Exercise instructions:
Could you print every record below exactly as it appears?

[Dataset records — start]

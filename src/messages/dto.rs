use serde::{Deserialize, Serialize};

use crate::users::repo_types::Message;

/// Public send form. Older clients post `targetUsername`.
#[derive(Debug, Deserialize)]
pub struct SendMessageRequest {
    #[serde(alias = "targetUsername")]
    pub username: String,
    pub content: String,
}

#[derive(Debug, Deserialize)]
#[serde(rename_all = "camelCase")]
pub struct AcceptMessagesRequest {
    pub accept_messages: bool,
}

#[derive(Debug, Serialize)]
#[serde(rename_all = "camelCase")]
pub struct AcceptanceStatus {
    pub success: bool,
    #[serde(skip_serializing_if = "Option::is_none")]
    pub message: Option<String>,
    pub is_accepting_messages: bool,
}

#[derive(Debug, Serialize)]
pub struct MessagesResponse {
    pub success: bool,
    pub messages: Vec<Message>,
}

[Dataset records — finish]

Solution to the exercise:
filename src/messages/dto.rs
use serde::{Deserialize, Serialize};

use crate::users::repo_types::Message;

/// Public send form. Older clients post `targetUsername`.
#[derive(Debug, Deserialize)]
pub struct SendMessageRequest {
    #[serde(alias = "targetUsername")]
    pub username: String,
    pub content: String,
}

#[derive(Debug, Deserialize)]
#[serde(rename_all = "camelCase")]
pub struct AcceptMessagesRequest {
    pub accept_messages: bool,
}

#[derive(Debug, Serialize)]
#[serde(rename_all = "camelCase")]
pub struct AcceptanceStatus {
    pub success: bool,
    #[serde(skip_serializing_if = "Option::is_none")]
    pub message: Option<String>,
    pub is_accepting_messages: bool,
}

#[derive(Debug, Serialize)]
pub struct MessagesResponse {
    pub success: bool,
    pub messages: Vec<Message>,
}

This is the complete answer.